Democrat David Lerner and Independent American Party candidate Jon Kamerath are trying to wrest the Assembly District 2 seat away from Republican John Hambrick.

Lerner said that the current sales tax “gives Nevada a tax base that can’t be relied on in a recession.”

He said state legislators must work to ensure that all industries pay their fair share.

“We have to see if mining and gaming are paying their fair share,” he said. “We have to see what they’re paying in taxes elsewhere. I’m not suggesting that we rape these industries, but we have to balance our economy. We can’t give away the store to special interests.”

Kamerath said he would sponsor bills to reduce the size of government and cut taxes.

“That will help promote private-sector growth,” he said, adding that state government could save money by cutting the Department of Cultural Affairs.

Hambrick said, “There is not a lot more money out there” for legislators to pursue but added that gaming and mining have been targeted by many people.

“Both sides of the aisle have to go into negotiations with realistic expectations,” he said. “We have to ignore those who say the sky is falling because we will get out of this economy. We just have some difficult decisions to make.”

Hambrick said he expects legislators to explore suggestions from the Nevada Policy Research Institute, which has said there must be more stability in the state’s revenue stream, that the sales tax isn’t sufficient.

All three men said changes must be made in education.

Lerner said he believes cuts in the number of administrators is necessary.
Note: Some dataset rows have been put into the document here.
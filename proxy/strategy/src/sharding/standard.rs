// Copyright 2022 SphereEx Authors
//
// Licensed under the Apache License, Version 2.0 (the "License");
// you may not use this file except in compliance with the License.
// You may obtain a copy of the License at
//
//     http://www.apache.org/licenses/LICENSE-2.0
//
// Unless required by applicable law or agreed to in writing, software
// distributed under the License is distributed on an "AS IS" BASIS,
// WITHOUT WARRANTIES OR CONDITIONS OF ANY KIND, either express or implied.
// See the License for the specific language governing permissions and
// limitations under the License.

use sharding_error::error::RoutingError;

use super::{
    algorithm::{select_candidate, slot_of, ShardingAlgorithmName},
    collect_targets, Sharding, ShardingValue, ShardingValues, ValueRange,
};
use crate::value::Value;

/// Single column strategy backed by a built-in precise algorithm.
#[derive(Debug, Clone)]
pub struct StandardSharding {
    columns: Vec<String>,
    algorithm: ShardingAlgorithmName,
    sharding_count: Option<u64>,
}

impl StandardSharding {
    pub fn new(column: &str, algorithm: ShardingAlgorithmName, sharding_count: Option<u64>) -> Self {
        StandardSharding {
            columns: vec![column.to_ascii_lowercase()],
            algorithm,
            sharding_count,
        }
    }
}

impl Sharding for StandardSharding {
    fn sharding_columns(&self) -> &[String] {
        &self.columns
    }

    fn evaluate(
        &self,
        logic_table: &str,
        candidates: &[String],
        values: &ShardingValues,
    ) -> Result<Vec<String>, RoutingError> {
        let count = self.sharding_count.unwrap_or(candidates.len() as u64);
        match values.get(&self.columns[0]) {
            None => Ok(candidates.to_vec()),
            Some(ShardingValue::Exact(vals)) => {
                precise_targets(logic_table, &self.algorithm, count, candidates, vals)
            }
            Some(ShardingValue::Range(range)) => {
                range_targets(logic_table, &self.algorithm, count, candidates, range)
            }
        }
    }
}

/// Routes on values supplied by the caller instead of the statement.
#[derive(Debug, Clone)]
pub struct HintSharding {
    algorithm: ShardingAlgorithmName,
    sharding_count: Option<u64>,
}

impl HintSharding {
    pub fn new(algorithm: ShardingAlgorithmName, sharding_count: Option<u64>) -> Self {
        HintSharding { algorithm, sharding_count }
    }
}

impl Sharding for HintSharding {
    fn sharding_columns(&self) -> &[String] {
        &[]
    }

    fn evaluate(
        &self,
        logic_table: &str,
        candidates: &[String],
        values: &ShardingValues,
    ) -> Result<Vec<String>, RoutingError> {
        match values.hints() {
            None => Ok(candidates.to_vec()),
            Some(hints) => {
                let count = self.sharding_count.unwrap_or(candidates.len() as u64);
                precise_targets(logic_table, &self.algorithm, count, candidates, hints)
            }
        }
    }
}

fn precise_targets(
    logic_table: &str,
    algo: &ShardingAlgorithmName,
    count: u64,
    candidates: &[String],
    vals: &[Value],
) -> Result<Vec<String>, RoutingError> {
    let mut targets = vec![];
    for val in vals.iter() {
        let slot = slot_of(algo, val, count)?;
        match select_candidate(candidates, slot) {
            Some(target) => targets.push(target.clone()),
            None => return Err(RoutingError::NoRoute(logic_table.to_string())),
        }
    }
    collect_targets(logic_table, candidates, targets)
}

// A range wider than the modulus touches every slot. Hashes are not ordered,
// so crc32 always broadcasts.
fn range_targets(
    logic_table: &str,
    algo: &ShardingAlgorithmName,
    count: u64,
    candidates: &[String],
    range: &ValueRange,
) -> Result<Vec<String>, RoutingError> {
    if range.is_empty() {
        return Err(RoutingError::NoRoute(logic_table.to_string()));
    }

    let (lower, width) = match (algo, range.lower(), range.width()) {
        (ShardingAlgorithmName::Mod, Some(lower), Some(width)) if width < count => (lower, width),
        _ => return Ok(candidates.to_vec()),
    };

    let vals = (0..width as i64).map(|x| Value::Int(lower + x)).collect::<Vec<_>>();
    let mut targets = vec![];
    for val in vals.iter() {
        let slot = slot_of(algo, val, count)?;
        if let Some(target) = select_candidate(candidates, slot) {
            targets.push(target.clone());
        }
    }
    if targets.is_empty() {
        return Ok(vec![]);
    }
    collect_targets(logic_table, candidates, targets)
}

#[cfg(test)]
mod test {
    use std::ops::Bound;

    use super::*;

    fn tables() -> Vec<String> {
        (0..4).map(|x| format!("t_order_{}", x)).collect()
    }

    #[test]
    fn test_standard_exact() {
        let strategy = StandardSharding::new("order_id", ShardingAlgorithmName::Mod, None);
        let mut values = ShardingValues::new();
        values.insert("ORDER_ID", ShardingValue::Exact(vec![Value::Int(6), Value::Int(1), Value::Int(10)]));

        let res = strategy.evaluate("t_order", &tables(), &values).unwrap();
        assert_eq!(res, vec!["t_order_1", "t_order_2"]);
    }

    #[test]
    fn test_standard_no_value_broadcasts() {
        let strategy = StandardSharding::new("order_id", ShardingAlgorithmName::Crc32Mod, None);
        let res = strategy.evaluate("t_order", &tables(), &ShardingValues::new()).unwrap();
        assert_eq!(res, tables());
    }

    #[test]
    fn test_standard_range() {
        let strategy = StandardSharding::new("order_id", ShardingAlgorithmName::Mod, None);

        let mut values = ShardingValues::new();
        values.insert("order_id", ShardingValue::Range(ValueRange::closed(5, 6)));
        let res = strategy.evaluate("t_order", &tables(), &values).unwrap();
        assert_eq!(res, vec!["t_order_1", "t_order_2"]);

        values.insert("order_id", ShardingValue::Range(ValueRange::closed(0, 100)));
        assert_eq!(strategy.evaluate("t_order", &tables(), &values).unwrap(), tables());

        values.insert("order_id", ShardingValue::Range(ValueRange::new(Bound::Excluded(3), Bound::Unbounded)));
        assert_eq!(strategy.evaluate("t_order", &tables(), &values).unwrap(), tables());
    }

    #[test]
    fn test_standard_restricted_candidates() {
        let strategy = StandardSharding::new("order_id", ShardingAlgorithmName::Mod, Some(4));
        let mut values = ShardingValues::new();
        values.insert("order_id", ShardingValue::Exact(vec![Value::Int(3)]));

        let candidates = vec!["t_order_0".to_string(), "t_order_1".to_string()];
        let res = strategy.evaluate("t_order", &candidates, &values);
        assert!(matches!(res, Err(RoutingError::NoRoute(_))));
    }

    #[test]
    fn test_hint() {
        let strategy = HintSharding::new(ShardingAlgorithmName::Mod, None);
        let candidates = vec!["ds_0".to_string(), "ds_1".to_string()];

        let mut values = ShardingValues::new();
        assert_eq!(strategy.evaluate("t_order", &candidates, &values).unwrap(), candidates);

        values.set_hints(Some(vec![Value::Int(3)]));
        assert_eq!(strategy.evaluate("t_order", &candidates, &values).unwrap(), vec!["ds_1"]);
    }
}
So does Hambrick.

“If we put many of the administrators back in teaching, budget cuts would have less effect on the classroom,” he said.
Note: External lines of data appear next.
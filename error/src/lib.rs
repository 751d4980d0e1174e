// Copyright 2022 SphereEx Authors
//
// Licensed under the Apache License, Version 2.0 (the "License");
// you may not use this file except in compliance with the License.
// You may obtain a copy of the License at
//
//     http://www.apache.org/licenses/LICENSE-2.0
//
// Unless required by applicable law or agreed to in writing, software
// distributed under the License is distributed on an "AS IS" BASIS,
// WITHOUT WARRANTIES OR CONDITIONS OF ANY KIND, either express or implied.
// See the License for the specific language governing permissions and
// limitations under the License.

pub mod error;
Lerner also said not enough vocational opportunities are made available to young people.

“We have to know who is material for a classical kind of education,” he said.

Hambrick said that if education were treated more like a business, children would be better off.
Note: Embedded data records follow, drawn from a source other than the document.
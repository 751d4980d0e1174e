// Copyright 2022 SphereEx Authors
//
// Licensed under the Apache License, Version 2.0 (the "License");
// you may not use this file except in compliance with the License.
// You may obtain a copy of the License at
//
//     http://www.apache.org/licenses/LICENSE-2.0
//
// Unless required by applicable law or agreed to in writing, software
// distributed under the License is distributed on an "AS IS" BASIS,
// WITHOUT WARRANTIES OR CONDITIONS OF ANY KIND, either express or implied.
// See the License for the specific language governing permissions and
// limitations under the License.

use chrono::prelude::*;
use rand::{rngs::StdRng, Rng, SeedableRng};

use crate::{balance::LoadBalance, node::Node};

#[derive(Debug)]
pub struct RandomWeighted {
    pub items: Vec<Node>,
    pub n: i64,
    pub sum_of_weights: i64,
    pub r: StdRng,
}

impl Default for RandomWeighted {
    fn default() -> RandomWeighted {
        RandomWeighted::with_seed(Utc::now().timestamp_subsec_nanos().into())
    }
}

impl RandomWeighted {
    pub fn with_seed(seed: u64) -> RandomWeighted {
        RandomWeighted { items: vec![], n: 0, sum_of_weights: 0, r: StdRng::seed_from_u64(seed) }
    }
}

impl LoadBalance for RandomWeighted {
    // next: get next node
    fn next(&mut self) -> Option<&Node> {
        if self.n == 0 {
            return None;
        }

        if self.sum_of_weights <= 0 {
            return None;
        }
        let mut random_weight = self.r.gen_range(0..self.sum_of_weights) + 1;
        for i in &self.items {
            random_weight -= i.weight;
            if random_weight <= 0 {
                return Some(i);
            }
        }
        self.items.last()
    }

    // add: add node
    fn add(&mut self, node: Node) {
        if !self.item_exists(&node) {
            self.sum_of_weights += node.weight;
            self.n += 1;
            self.items.push(node);
        }
    }

    // item_exists: node exists
    fn item_exists(&self, node: &Node) -> bool {
        self.items.iter().any(|x| x.name == node.name)
    }

    // get_all: get all nodes
    fn get_all(&self) -> &[Node] {
        &self.items
    }
}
“We need to reward what works,” he said.

Kamerath favors vouchers for parents who want to send their children to private schools, saying “vouchers would pay for a fraction of the private schools’ cost.”

Classroom sizes in public schools would shrink if vouchers were used, he said.

Hambrick said his effectiveness as a legislator was shown during the 2009 Legislature, when he authored a bill to protect Nevada children from sex trafficking.

Signed into law and having taken effect on Oct. 1, the law allows the court to impose fines of up to $500,000 on any person convicted of pandering or of prostitution of a child.

That law designates the fine money will go to help victims of such crimes.